The major concerns I have about Britannica are parts that they don't seem to find problematic at all, as evidenced by the fact that they admit to their practices without issue.
  • "Dozens of inaccuracies attributed to the Britannicawere not inaccuracies at all, and a number of the articles Nature examined were not even in the Encyclopædia Britannica." Here, I later learned that they were referring to articles that had been chosen from their yearbook or elsewhere. But initially, I thought they were admitting that certain articles in Wikipedia weren't present in Britannica. One of the beautiful things about Wikipedia is that it does not have to meet publishing criteria; it can have lengthy articles about every South Park episode ever made, and only the readers interested in such things need to be burdened with all that space being taken up with those articles. Wikipedia can cover information so much more arcane, and so much faster, than any "authoritative" publication.
  • "This is not a critical omission. This 825-word article sets out to explain the most significant contributions of Dirac’s career, and it does just that." Well, it does just that, according to the editors. So, what are the most important things about Dirac? How does one know this? Wikipedia doesn't have to edit things down, so it's all included.
This flattening-of-informational-hierarchy vs. experienced editing was where the boyfriend and I really disagreed. Sure it's great to have everyone participate, show the messiness of all editorial decisions, how there are no right answers, etc. But sometimes you just need the 5 sentence explanation for what Dirac did so that you can catch the reference in the thing you're reading and then move on. As someone who edits professionally, I have a lot invested in the idea that there are more and less logical ways of presenting information. Giant, unorganized data dumps help no one understand anything. Progressively more complicated, nuanced explanations do help.

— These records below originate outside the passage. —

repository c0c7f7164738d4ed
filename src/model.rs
//! Data structures describing the logical content of a converted document.
//!
//! The types in this module sit between the text segmenter and the PDF renderer.  They do not
//! reference `genpdf` directly so the segmenter can be exercised (and tested) without loading any
//! fonts; the [`crate::render`] module maps them onto [`genpdf::elements`] when a file is written.

use std::fmt;
use std::path::PathBuf;

/// Metadata that controls how a block of text is aligned once it is laid out.
///
/// The first three variants map directly to [`genpdf::Alignment`].  `Justified` is handled by
/// [`crate::elements::TextBlock`], which stretches word gaps to fill every line but the last.
#[derive(Clone, Copy, Debug, Default, PartialEq, Eq)]
pub enum HorizontalAlignment {
    /// Left aligned content.
    #[default]
    Left,
    /// Center aligned content.
    Center,
    /// Right aligned content.
    Right,
    /// Fully justified paragraphs.
    Justified,
}

/// One titled or body unit of text produced by the segmenter.
///
/// A block is created once from the raw file contents and consumed once by the renderer.
#[derive(Clone, Debug, PartialEq, Eq)]
pub enum Block {
    /// Document heading, stripped of surrounding whitespace but otherwise unmodified.
    Title(String),
    /// Body paragraph with internal whitespace runs collapsed to single spaces.
    Paragraph(String),
}

impl Block {
    /// Convenience helper for building a title block.
    pub fn title(text: impl Into<String>) -> Self {
        Self::Title(text.into())
    }

    /// Convenience helper for building a paragraph block.
    pub fn paragraph(text: impl Into<String>) -> Self {
        Self::Paragraph(text.into())
    }

    /// Returns the text carried by the block.
    pub fn text(&self) -> &str {
        match self {
            Self::Title(text) | Self::Paragraph(text) => text,
        }
    }

    /// Returns whether the block is the document title.
    pub fn is_title(&self) -> bool {
        matches!(self, Self::Title(_))
    }
}

/// Typographic settings applied to one kind of [`Block`].
///
/// Sizes are expressed in PostScript points to keep the profiles readable; the renderer converts
/// them to millimetres.
#[derive(Clone, Copy, Debug, PartialEq)]
pub struct BlockStyle {
    font_size: u8,
    bold: bool,
    alignment: HorizontalAlignment,
    space_after_pt: f64,
    spacer_after_pt: f64,
    leading_pt: Option<f64>,
}

impl BlockStyle {
    /// Creates a left-aligned regular style with the given font size and no extra spacing.
    pub fn new(font_size: u8) -> Self {
        Self {
            font_size,
            bold: false,
            alignment: HorizontalAlignment::Left,
            space_after_pt: 0.0,
            spacer_after_pt: 0.0,
            leading_pt: None,
        }
    }

    /// Heading profile: 16pt bold, left aligned, 20pt after plus a 20pt spacer.
    pub fn title() -> Self {
        Self::new(16)
            .with_bold(true)
            .with_space_after_pt(20.0)
            .with_spacer_after_pt(20.0)
    }

    /// Body profile: 12pt, justified, 12pt after, 16pt leading.
    pub fn body() -> Self {
        Self::new(12)
            .with_alignment(HorizontalAlignment::Justified)
            .with_space_after_pt(12.0)
            .with_leading_pt(Some(16.0))
    }

    pub fn font_size(&self) -> u8 {
        self.font_size
    }

    pub fn is_bold(&self) -> bool {
        self.bold
    }

    pub fn alignment(&self) -> HorizontalAlignment {
        self.alignment
    }

    /// Vertical space reserved after the block, in points.
    pub fn space_after_pt(&self) -> f64 {
        self.space_after_pt
    }

    /// Height of an empty spacer pushed after the block, in points.
    pub fn spacer_after_pt(&self) -> f64 {
        self.spacer_after_pt
    }

    /// Baseline-to-baseline distance in points, if fixed.
    pub fn leading_pt(&self) -> Option<f64> {
        self.leading_pt
    }

    pub fn with_bold(mut self, bold: bool) -> Self {
        self.bold = bold;
        self
    }

    pub fn with_alignment(mut self, alignment: HorizontalAlignment) -> Self {
        self.alignment = alignment;
        self
    }

    pub fn with_space_after_pt(mut self, space_after_pt: f64) -> Self {
        self.space_after_pt = space_after_pt;
        self
    }

    pub fn with_spacer_after_pt(mut self, spacer_after_pt: f64) -> Self {
        self.spacer_after_pt = spacer_after_pt;
        self
    }

    pub fn with_leading_pt(mut self, leading_pt: impl Into<Option<f64>>) -> Self {
        self.leading_pt = leading_pt.into();
        self
    }
}

/// The pair of style profiles used for every converted document.
#[derive(Clone, Copy, Debug, PartialEq)]
pub struct StyleSheet {
    /// Applied to [`Block::Title`].
    pub title: BlockStyle,
    /// Applied to [`Block::Paragraph`].
    pub body: BlockStyle,
}

impl StyleSheet {
    /// Returns the style profile for the given block.
    pub fn style_for(&self, block: &Block) -> &BlockStyle {
        match block {
            Block::Title(_) => &self.title,
            Block::Paragraph(_) => &self.body,
        }
    }
}

impl Default for StyleSheet {
    fn default() -> Self {
        Self {
            title: BlockStyle::title(),
            body: BlockStyle::body(),
        }
    }
}

/// Paper sizes supported by the renderer.
#[derive(Clone, Copy, Debug, Default, PartialEq, Eq)]
pub enum PageSize {
    /// US Letter, 8.5 x 11 in.
    #[default]
    Letter,
    /// ISO A4, 210 x 297 mm.
    A4,
    /// US Legal, 8.5 x 14 in.
    Legal,
}

/// Page geometry applied to every generated document.
#[derive(Clone, Copy, Debug, PartialEq)]
pub struct PageSetup {
    /// Paper size of every page.
    pub size: PageSize,
    /// Margin applied on all four sides, in points.
    pub margin_pt: f64,
}

impl Default for PageSetup {
    fn default() -> Self {
        Self {
            size: PageSize::Letter,
            margin_pt: 72.0,
        }
    }
}

/// Final state of a single file conversion.
#[derive(Clone, Debug, PartialEq, Eq)]
pub enum ConversionStatus {
    Success,
    Failure(String),
}

/// Outcome of processing one input file.
///
/// Created per file, handed to the reporter and then discarded; nothing is shared across files.
#[derive(Clone, Debug, PartialEq, Eq)]
pub struct ConversionResult {
    /// Path of the text file that was read.
    pub input: PathBuf,
    /// Path of the PDF file that was (or would have been) written.
    pub output: PathBuf,
    /// Whether the conversion succeeded.
    pub status: ConversionStatus,
}

impl ConversionResult {
    /// Creates a successful result.
    pub fn success(input: impl Into<PathBuf>, output: impl Into<PathBuf>) -> Self {
        Self {
            input: input.into(),
            output: output.into(),
            status: ConversionStatus::Success,
        }
    }

    /// Creates a failed result carrying a human-readable message.
    pub fn failure(
        input: impl Into<PathBuf>,
        output: impl Into<PathBuf>,
        message: impl Into<String>,
    ) -> Self {
        Self {
            input: input.into(),
            output: output.into(),
            status: ConversionStatus::Failure(message.into()),
        }
    }

    pub fn is_success(&self) -> bool {
        self.status == ConversionStatus::Success
    }
}

impl fmt::Display for ConversionStatus {
    fn fmt(&self, f: &mut fmt::Formatter<'_>) -> fmt::Result {
        match self {
            Self::Success => f.write_str("success"),
            Self::Failure(message) => write!(f, "failure: {}", message),
        }
    }
}

#[cfg(test)]
mod tests {
    use super::*;

    #[test]
    fn default_style_sheet_matches_profiles() {
        let sheet = StyleSheet::default();
        assert_eq!(sheet.title.font_size(), 16);
        assert!(sheet.title.is_bold());
        assert_eq!(sheet.title.alignment(), HorizontalAlignment::Left);
        assert_eq!(sheet.body.font_size(), 12);
        assert_eq!(sheet.body.alignment(), HorizontalAlignment::Justified);
        assert_eq!(sheet.body.leading_pt(), Some(16.0));
    }

    #[test]
    fn style_for_selects_by_block_kind() {
        let sheet = StyleSheet::default();
        assert_eq!(sheet.style_for(&Block::title("T")).font_size(), 16);
        assert_eq!(sheet.style_for(&Block::paragraph("P")).font_size(), 12);
    }

    #[test]
    fn default_page_is_letter_with_inch_margins() {
        let page = PageSetup::default();
        assert_eq!(page.size, PageSize::Letter);
        assert_eq!(page.margin_pt, 72.0);
    }
}
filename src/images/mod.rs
pub mod services;
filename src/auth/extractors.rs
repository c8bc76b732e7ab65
use anyhow::Context;
use axum::{async_trait, extract::FromRequestParts, http::request::Parts};
use axum_extra::extract::cookie::CookieJar;
use tracing::warn;

use super::repo::User;
use crate::{error::AuthError, state::AppState};

/// Resolves the session token (cookie first, then `Authorization: Bearer`)
/// into the stored user. Protected handlers take this as an argument.
pub struct CurrentUser(pub User);

fn bearer_token(parts: &Parts) -> Option<String> {
    let auth = parts
        .headers
        .get(axum::http::header::AUTHORIZATION)
        .and_then(|h| h.to_str().ok())?;
    let (scheme, token) = auth.split_once(' ')?;
    let token = token.trim();
    (scheme.eq_ignore_ascii_case("bearer") && !token.is_empty()).then(|| token.to_string())
}

#[async_trait]
impl FromRequestParts<AppState> for CurrentUser {
    type Rejection = AuthError;

    async fn from_request_parts(
        parts: &mut Parts,
        state: &AppState,
    ) -> Result<Self, Self::Rejection> {
        let jar = CookieJar::from_headers(&parts.headers);
        let token = state
            .cookie
            .read(&jar)
            .or_else(|| bearer_token(parts))
            .ok_or(AuthError::Unauthorized("Unauthorized - No Token Provided"))?;

        let claims = state.keys.verify(&token).map_err(|e| {
            warn!(error = %e, "invalid or expired token");
            AuthError::Unauthorized("Unauthorized - Invalid Token")
        })?;

        let user = state
            .users
            .find_by_id(claims.sub)
            .await
            .context("load session user")?
            .ok_or(AuthError::UserNotFound)?;

        Ok(CurrentUser(user))
    }
}

#[cfg(test)]
mod tests {
    use axum::http::{header::AUTHORIZATION, Request};

    use super::*;

    fn parts_with(auth: &str) -> Parts {
        Request::builder()
            .header(AUTHORIZATION, auth)
            .body(())
            .unwrap()
            .into_parts()
            .0
    }

    #[test]
    fn bearer_scheme_is_case_insensitive() {
        for header in ["Bearer abc", "bearer abc", "BEARER abc", "bEaReR abc", "Bearer   abc "] {
            assert_eq!(bearer_token(&parts_with(header)).as_deref(), Some("abc"), "{header}");
        }
    }

    #[test]
    fn other_schemes_and_empty_tokens_are_ignored() {
        for header in ["Basic abc", "Bearerabc", "Bearer", "Bearer    ", "abc"] {
            assert!(bearer_token(&parts_with(header)).is_none(), "{header}");
        }
        let parts = Request::builder().body(()).unwrap().into_parts().0;
        assert!(bearer_token(&parts).is_none());
    }
}
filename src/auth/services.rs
use lazy_static::lazy_static;
use regex::Regex;
use tracing::{info, warn};

use super::{
    dto::SignupRequest,
    password::{hash_password_blocking, verify_password_blocking},
    repo::{NewUser, User, UserStore},
};
use crate::error::AuthError;

pub const MIN_PASSWORD_LEN: usize = 8;

pub(crate) fn is_valid_email(email: &str) -> bool {
    lazy_static! {
        static ref EMAIL_RE: Regex = Regex::new(r"^[^@\s]+@[^@\s]+\.[^@\s]+$").unwrap();
    }
    EMAIL_RE.is_match(email)
}

pub(crate) fn normalize_email(email: &str) -> String {
    email.trim().to_lowercase()
}

/// Field checks run before the store is touched. A short non-empty password
/// wins over every other problem; an empty or blank one counts as missing.
pub(crate) fn validate_signup(req: &SignupRequest) -> Result<(), AuthError> {
    let pw_len = req.password.chars().count();
    if pw_len > 0 && pw_len < MIN_PASSWORD_LEN {
        return Err(AuthError::WeakPassword);
    }
    if req.full_name.trim().is_empty()
        || req.email.trim().is_empty()
        || req.password.trim().is_empty()
    {
        return Err(AuthError::MissingField("All fields are required"));
    }
    if !is_valid_email(&normalize_email(&req.email)) {
        return Err(AuthError::InvalidUserData);
    }
    Ok(())
}

/// Validates, hashes and persists a new account. The caller mints the
/// session only after this returns.
pub async fn register(store: &dyn UserStore, req: SignupRequest) -> Result<User, AuthError> {
    validate_signup(&req)?;
    let email = normalize_email(&req.email);
    let full_name = req.full_name.trim();

    if store.find_by_email(&email).await?.is_some() {
        warn!(email = %email, "email already registered");
        return Err(AuthError::DuplicateEmail);
    }

    let hash = hash_password_blocking(req.password).await?;
    let user = store
        .create(NewUser {
            full_name,
            email: &email,
            password_hash: &hash,
        })
        .await?;

    info!(user_id = %user.id, email = %user.email, "user registered");
    Ok(user)
}

/// Checks credentials. Unknown email and wrong password are
/// indistinguishable to the caller.
pub async fn authenticate(
    store: &dyn UserStore,
    email: &str,
    password: String,
) -> Result<User, AuthError> {
    let email = normalize_email(email);
    if email.is_empty() || password.is_empty() {
        return Err(AuthError::InvalidCredentials);
    }

    let Some(user) = store.find_by_email(&email).await? else {
        warn!(email = %email, "login unknown email");
        return Err(AuthError::InvalidCredentials);
    };

    if !verify_password_blocking(password, user.password_hash.clone()).await? {
        warn!(user_id = %user.id, "login invalid password");
        return Err(AuthError::InvalidCredentials);
    }

    info!(user_id = %user.id, "user logged in");
    Ok(user)
}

That said, I agree with him that authority is a problem. When you see the great Wizard of Oz and don't get to view behind the curtain, you may think that he's great and powerful and absolutely right all the time. The implicit authority of publications like Encyclopedia Britannica, which is not unconnected to the British colonial project and the idea of the supremacy of British knowledge, is what's erased women and minorities from many historical events. As in the Light article on "When computers were women," authorities have their own biases (which EB actually admits and argues with in their rebuttal), and these biases have very real, though often tacit impacts on our perceptions of history.

Is there a happy medium behind the unedited messiness of Wikipedia and the imposing authority of Britannica?

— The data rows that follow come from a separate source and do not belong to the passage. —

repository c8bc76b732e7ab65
use axum::{
    http::StatusCode,
    response::{IntoResponse, Response},
    Json,
};
use serde_json::json;
use thiserror::Error;
use tracing::error;

/// Every failure a handler can report. Client errors carry a readable
/// message; `Internal` is logged and rendered as a generic 500.
#[derive(Debug, Error)]
pub enum AuthError {
    #[error("{0}")]
    MissingField(&'static str),
    #[error("Password must be at least 8 characters")]
    WeakPassword,
    #[error("User already exists")]
    DuplicateEmail,
    #[error("Invalid credentials")]
    InvalidCredentials,
    #[error("Invalid user data")]
    InvalidUserData,
    #[error("{0}")]
    Unauthorized(&'static str),
    #[error("User not found")]
    UserNotFound,
    #[error("Payload too large")]
    PayloadTooLarge,
    #[error(transparent)]
    Internal(#[from] anyhow::Error),
}

impl AuthError {
    pub fn status_code(&self) -> StatusCode {
        match self {
            Self::MissingField(_)
            | Self::WeakPassword
            | Self::DuplicateEmail
            | Self::InvalidCredentials
            | Self::InvalidUserData => StatusCode::BAD_REQUEST,
            Self::Unauthorized(_) => StatusCode::UNAUTHORIZED,
            Self::UserNotFound => StatusCode::NOT_FOUND,
            Self::PayloadTooLarge => StatusCode::PAYLOAD_TOO_LARGE,
            Self::Internal(_) => StatusCode::INTERNAL_SERVER_ERROR,
        }
    }
}

impl IntoResponse for AuthError {
    fn into_response(self) -> Response {
        let status = self.status_code();
        let message = match &self {
            Self::Internal(e) => {
                error!(error = ?e, "request failed");
                "Internal Server Error".to_string()
            }
            other => other.to_string(),
        };
        (status, Json(json!({ "message": message }))).into_response()
    }
}
use serde::Serialize;
use sqlx::FromRow;
use time::OffsetDateTime;
use uuid::Uuid;

/// User record in the database.
#[derive(Debug, Clone, Serialize, FromRow)]
#[serde(rename_all = "camelCase")]
pub struct User {
    pub id: Uuid,
    pub full_name: String,
    pub email: String, // stored trimmed + lowercased
    #[serde(skip_serializing)]
    pub password_hash: String, // Argon2 hash, not exposed in JSON
    pub profile_picture: String,
    #[serde(with = "time::serde::rfc3339")]
    pub created_at: OffsetDateTime,
    #[serde(with = "time::serde::rfc3339")]
    pub updated_at: OffsetDateTime,
}

/// Fields needed to insert a user.
#[derive(Debug)]
pub struct NewUser<'a> {
    pub full_name: &'a str,
    pub email: &'a str,
    pub password_hash: &'a str,
}
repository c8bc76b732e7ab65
use std::net::SocketAddr;

use axum::{routing::get, Router};
use tower_http::{cors::CorsLayer, trace::TraceLayer};

use crate::auth;
use crate::state::AppState;

pub fn build_app(state: AppState) -> Router {
    Router::new()
        .nest(
            "/api",
            Router::new()
                .merge(auth::router())
                .route("/health", get(|| async { "ok" })),
        )
        .with_state(state)
        .layer(CorsLayer::permissive())
        .layer(
            TraceLayer::new_for_http()
                .make_span_with(|req: &axum::http::Request<_>| {
                    let method = req.method().clone();
                    let uri = req.uri().clone();
                    tracing::info_span!(
                        "http_request",
                        %method,
                        uri = %uri,
                        status = tracing::field::Empty
                    )
                })
                .on_response(
                    |res: &axum::http::Response<_>,
                     latency: std::time::Duration,
                     span: &tracing::Span| {
                        let status = res.status();
                        span.record("status", tracing::field::display(status));
                        let latency_ms = latency.as_millis() as u64;
                        if status.is_server_error() {
                            tracing::error!(%status, latency_ms, "response");
                        } else {
                            tracing::info!(%status, latency_ms, "response");
                        }
                    },
                ),
        )
}

pub async fn serve(app: Router) -> anyhow::Result<()> {
    let addr: SocketAddr = format!(
        "{}:{}",
        std::env::var("APP_HOST").unwrap_or_else(|_| "0.0.0.0".into()),
        std::env::var("APP_PORT").unwrap_or_else(|_| "8080".into())
    )
    .parse()?;

    tracing::info!("listening on {}", addr);
    let listener = tokio::net::TcpListener::bind(addr).await?;
    axum::serve(listener, app).await?;
    Ok(())
}
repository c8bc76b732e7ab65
use anyhow::{bail, Context};
use serde::Deserialize;

const DEFAULT_TTL_MINUTES: i64 = 60 * 24 * 7;
const MAX_TTL_MINUTES: i64 = 60 * 24 * 365;

#[derive(Debug, Clone, Deserialize)]
pub struct JwtConfig {
    pub secret: String,
    pub issuer: String,
    pub audience: String,
    pub ttl_minutes: i64,
}

/// Attributes of the session cookie carrying the JWT.
#[derive(Debug, Clone, Deserialize)]
pub struct CookieConfig {
    pub name: String,
    pub secure: bool,
}

/// S3-compatible bucket used to host profile pictures.
#[derive(Debug, Clone, Deserialize)]
pub struct StorageConfig {
    pub endpoint: String,
    pub bucket: String,
    pub access_key: String,
    pub secret_key: String,
    pub region: String,
    pub public_url: String,
}

#[derive(Debug, Clone, Deserialize)]
pub struct AppConfig {
    pub database_url: String,
    pub jwt: JwtConfig,
    pub cookie: CookieConfig,
    pub storage: StorageConfig,
}

impl AppConfig {
    pub fn from_env() -> anyhow::Result<Self> {
        let database_url = std::env::var("DATABASE_URL")?;
        let jwt = JwtConfig {
            secret: std::env::var("JWT_SECRET")?,
            issuer: std::env::var("JWT_ISSUER").unwrap_or_else(|_| "chat-auth".into()),
            audience: std::env::var("JWT_AUDIENCE").unwrap_or_else(|_| "chat-users".into()),
            ttl_minutes: parse_ttl_minutes(std::env::var("JWT_TTL_MINUTES").ok())?,
        };

        let development = std::env::var("APP_ENV")
            .map(|v| v == "development")
            .unwrap_or(false);
        let cookie = CookieConfig {
            name: std::env::var("COOKIE_NAME").unwrap_or_else(|_| "jwt".into()),
            secure: std::env::var("COOKIE_SECURE")
                .ok()
                .and_then(|v| parse_flag(&v))
                .unwrap_or(!development),
        };

        let endpoint = std::env::var("S3_ENDPOINT")?;
        let bucket = std::env::var("S3_BUCKET").unwrap_or_else(|_| "avatars".into());
        let public_url = std::env::var("S3_PUBLIC_URL")
            .unwrap_or_else(|_| format!("{}/{}", endpoint.trim_end_matches('/'), bucket));
        let storage = StorageConfig {
            access_key: std::env::var("S3_ACCESS_KEY")?,
            secret_key: std::env::var("S3_SECRET_KEY")?,
            region: std::env::var("S3_REGION").unwrap_or_else(|_| "us-east-1".into()),
            endpoint,
            bucket,
            public_url,
        };

        Ok(Self {
            database_url,
            jwt,
            cookie,
            storage,
        })
    }
}

/// Session lifetime in minutes: unset means one week, anything outside one
/// minute to one year refuses to start.
fn parse_ttl_minutes(raw: Option<String>) -> anyhow::Result<i64> {
    let Some(raw) = raw else {
        return Ok(DEFAULT_TTL_MINUTES);
    };
    let minutes: i64 = raw
        .trim()
        .parse()
        .with_context(|| format!("JWT_TTL_MINUTES is not a number: {raw:?}"))?;
    if !(1..=MAX_TTL_MINUTES).contains(&minutes) {
        bail!("JWT_TTL_MINUTES must be between 1 and {MAX_TTL_MINUTES}, got {minutes}");
    }
    Ok(minutes)
}

fn parse_flag(raw: &str) -> Option<bool> {
    match raw.trim().to_ascii_lowercase().as_str() {
        "1" | "true" | "yes" | "on" => Some(true),
        "0" | "false" | "no" | "off" => Some(false),
        _ => None,
    }
}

Wednesday, November 29, 2006


This post will not be able to cover all my thoughts about the DCMA--not even close. I've spent a lot of time thinking about this things as a person interested in intellectual property, a teacher, advocate of broad interpretations of fair use, supporter of open source software, and partner of a savvy computer programmer and game designer. None of these positions make me sympathetic to the "Micky Mouse Act" copyright term extension, digital protections that ensure your ownership of media is only ever provisional, and arguments for poor, starving recording artists.

The recording industry argued against radio play during the 1920s and again in the 1940s (I learned this studying jazz ages ago, but here's another reference to this). It argued against VCRs in the early 1980s (see Sony vs. Universal Studios 464 US 417, 1984). Now it's arguing against circumvention of all the crappy DRM stuff that is embedded in the media they sell to consumers, or the larger issue, that their consumers are trading their music and assets without giving them more money. For each of those earlier arguments, after some kicking and screaming, the industry eventually realized they couldn't argue against the new technology, and simply had to adjust their market strategy to survive.

They're surviving perfectly well now, but it's true that file-sharing is dipping into their profits. But they're supposedly creative...can they imagine giving consumers something they're willing to pay for? Live concerts are still untradable, so are paraphrenalia of bands such as t-shirts and posters and really awesome CD cover art and packaging. If people are less willing to pay for the songs themselves, would they be willing to pay for accessories of these songs, or perhaps licenses for legit mash-ups?

Monday, November 27, 2006

the avoiding technology experiment

It's taken me a while to post my response to the avoiding technology experiment because I'm a little embarrassed to describe my relationship to technology. I can start by explaing the things I considered giving up, and why I didn't:
  • Facebook, as suggested in class: I'm a grad student, so 0% of my social networking happens on that forum. I have an account, but visit it so seldomly that giving it up would be a nominal effort.
  • My cell phone: It's my only phone. Sometimes important people call me, and I conduct important business on the phone. It seems dangerous to give it up.
  • email: OK, so I never honestly considered this. It would be professionally reckless, since I get emails from my students and my bosses as well as my friends.
  • TV: I own a TV, but I don't get cable. I don't own a TiVO, and never watch network TV.
  • websites: I've been trying to be better about reading news sites, blogs, etc, so giving this up seemed counterproductive. I wouldn't feel the pain. Sortof like having a good excuse to not go to the gym, it doesn't do anyone any good.
  • iPod: I own one, but use it only at the gym. Sometimes I forget it anyway and I deal with watching Family Feud with closed-captioning. This is not an activity that is good for me.
  • video games: OK, so occasionally I play them. But not often during the semester, and mostly in social situations. I wasn't sure that I'd find a good time to give them up that I would feel their absence.
If I were really feeling masochistic, I'd give up something like my car. I ride the bus to and from campus, but if I had to ride the bus everywhere, I'd certainly feel it. I guess I don't need a technology avoidance experiment to tell me that though, and in the meantime, I'd be carsick and cranky by the time I arrived at my job on the west side of town.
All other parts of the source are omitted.